Schon unmittelbar nach seinem Wahlsieg Anfang Mai sorgte Sarkozy für scharfe Kritik, weil ihm der französische Milliardär Vincent Bolloré einen Privatjet und eine Yacht für einen Kurzurlaub vor Malta zur Verfügung gestellt hatte. Was anderswo den Geruch von Vorteilsnahme im Amt haben könnte, verteidigte der Elysée als "Freundschaftsdienst".

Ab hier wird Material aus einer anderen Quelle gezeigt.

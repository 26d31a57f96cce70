use chrono::{DateTime, Utc};
use serde::{Deserialize, Serialize};

#[derive(Debug, Clone, Copy, PartialEq, Eq, Serialize, Deserialize)]
#[serde(rename_all = "UPPERCASE")]
pub enum AccessType {
    Ticket,
    Accreditation,
    Biometric,
}

impl AccessType {
    pub fn as_str(&self) -> &'static str {
        match self {
            AccessType::Ticket => "TICKET",
            AccessType::Accreditation => "ACCREDITATION",
            AccessType::Biometric => "BIOMETRIC",
        }
    }

    pub fn from_str(value: &str) -> Option<Self> {
        match value {
            "TICKET" => Some(AccessType::Ticket),
            "ACCREDITATION" => Some(AccessType::Accreditation),
            "BIOMETRIC" => Some(AccessType::Biometric),
            _ => None,
        }
    }
}

#[derive(Debug, Clone, Copy, PartialEq, Eq, Serialize, Deserialize)]
#[serde(rename_all = "UPPERCASE")]
pub enum AccessOutcome {
    Granted,
    Denied,
}

impl AccessOutcome {
    pub fn as_str(&self) -> &'static str {
        match self {
            AccessOutcome::Granted => "GRANTED",
            AccessOutcome::Denied => "DENIED",
        }
    }

    pub fn from_str(value: &str) -> Option<Self> {
        match value {
            "GRANTED" => Some(AccessOutcome::Granted),
            "DENIED" => Some(AccessOutcome::Denied),
            _ => None,
        }
    }
}

/// One row per access attempt, granted or denied. Append-only: nothing in
/// the access flow updates or deletes entries. User/ticket references stay
/// empty when the presented credential never resolved to a ticket.
#[derive(Debug, Clone, Serialize, Deserialize)]
pub struct AccessLog {
    pub id: i64,
    pub user_id: Option<i32>,
    pub ticket_id: Option<i32>,
    pub gate_device_id: Option<i32>,
    pub access_type: AccessType,
    pub access_result: AccessOutcome,
    pub denial_reason: Option<String>,
    pub access_timestamp: DateTime<Utc>,
    pub ip_address: Option<String>,
}

#[derive(Debug, Clone)]
pub struct NewAccessLog {
    pub user_id: Option<i32>,
    pub ticket_id: Option<i32>,
    pub gate_device_id: Option<i32>,
    pub access_type: AccessType,
    pub access_result: AccessOutcome,
    pub denial_reason: Option<String>,
    pub ip_address: Option<String>,
}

Pünktlich zum Ende seines Urlaubs im vergangenen Sommer enthüllte der französische Präsident, welchen reichen Freunden er seinen Aufenthalt in einer Luxusvilla in den USA zu verdanken hatte. Der hatte etwa 44.000 Euro gekostet - und in Frankreich für Protest gesorgt. "Die Crombacks und die Agostinellis haben uns mit unseren Kindern eingeladen", sagte Sarkozy der Pariser Zeitung "Le Monde", die er dafür eigens angerufen hatte. Agnès Cromback ist die Chefin des Juwelierhauses Tiffany France, Mathilde Agostinelli ist Kommunikationschefin von Prada Frankreich und mit Präsidentengattin Cécilia Sarkozy befreundet. Die Identität der reichen Freunde war während der zweiwöchigen Ferien der Sarkozys in den USA praktisch ein Staatsgeheimnis gewesen.
Vor allem die sozialistische Opposition hatte sich in Frankreich darüber erregt, dass der Präsident in einer sündhaft teuren Villa in Wolfeboro (Bundesstaat New Hampshire) Urlaub machte.